• **Records shown**:
//! In-process fakes for the embedding and language model seams.

use crate::embedding::Embedder;
use crate::error::{DocchatError, Result};
use crate::llm::{LanguageModel, TokenStream};
use crate::vector_store::Passage;
use async_trait::async_trait;
use std::sync::Mutex;

/// Embeds text as normalized letter counts, so texts sharing words score high.
pub struct LetterEmbedder;

impl LetterEmbedder {
    pub fn vector(text: &str) -> Vec<f32> {
        let mut counts = vec![0.0f32; 26];
        for c in text.chars().filter(char::is_ascii_alphabetic) {
            counts[(c.to_ascii_lowercase() as u8 - b'a') as usize] += 1.0;
        }
        counts
    }
}

#[async_trait]
impl Embedder for LetterEmbedder {
    async fn embed(&self, text: &str) -> Result<Vec<f32>> {
        Ok(Self::vector(text))
    }

    async fn embed_batch(&self, texts: &[String]) -> Result<Vec<Vec<f32>>> {
        Ok(texts.iter().map(|t| Self::vector(t)).collect())
    }

    fn dimensions(&self) -> usize {
        26
    }
}

/// Embedder that always fails.
pub struct FailingEmbedder;

#[async_trait]
impl Embedder for FailingEmbedder {
    async fn embed(&self, _text: &str) -> Result<Vec<f32>> {
        Err(DocchatError::Embedding("embedding service unavailable".to_string()))
    }

    async fn embed_batch(&self, _texts: &[String]) -> Result<Vec<Vec<f32>>> {
        Err(DocchatError::Embedding("embedding service unavailable".to_string()))
    }

    fn dimensions(&self) -> usize {
        26
    }
}

/// Model that replays fixed tokens and records the prompts it received.
pub struct ScriptedModel {
    tokens: Vec<String>,
    fail_after: Option<usize>,
    prompts: Mutex<Vec<String>>,
}

impl ScriptedModel {
    pub fn new(tokens: &[&str]) -> Self {
        Self {
            tokens: tokens.iter().map(|t| t.to_string()).collect(),
            fail_after: None,
            prompts: Mutex::new(Vec::new()),
        }
    }

    /// Fail mid-stream after emitting `count` tokens.
    pub fn failing_after(mut self, count: usize) -> Self {
        self.fail_after = Some(count);
        self
    }

    pub fn prompts(&self) -> Vec<String> {
        self.prompts.lock().unwrap().clone()
    }
}

#[async_trait]
impl LanguageModel for ScriptedModel {
    async fn stream(&self, prompt: &str) -> Result<TokenStream> {
        self.prompts.lock().unwrap().push(prompt.to_string());

        let mut items: Vec<Result<String>> = self.tokens.iter().cloned().map(Ok).collect();
        if let Some(count) = self.fail_after {
            items.truncate(count);
            items.push(Err(DocchatError::OpenAI("connection reset".to_string())));
        }

        Ok(Box::pin(futures::stream::iter(items)))
    }

    fn name(&self) -> &str {
        "scripted"
    }
}

/// Passage embedded with [`LetterEmbedder`].
pub fn passage(source: &str, content: &str) -> Passage {
    Passage::new(
        source.to_string(),
        content.to_string(),
        0,
        LetterEmbedder::vector(content),
    )
}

• **Action item**:
Looking at the entries above, how many lines contain the word "usize"? Answer with the number alone.

• **Result for this task**:
5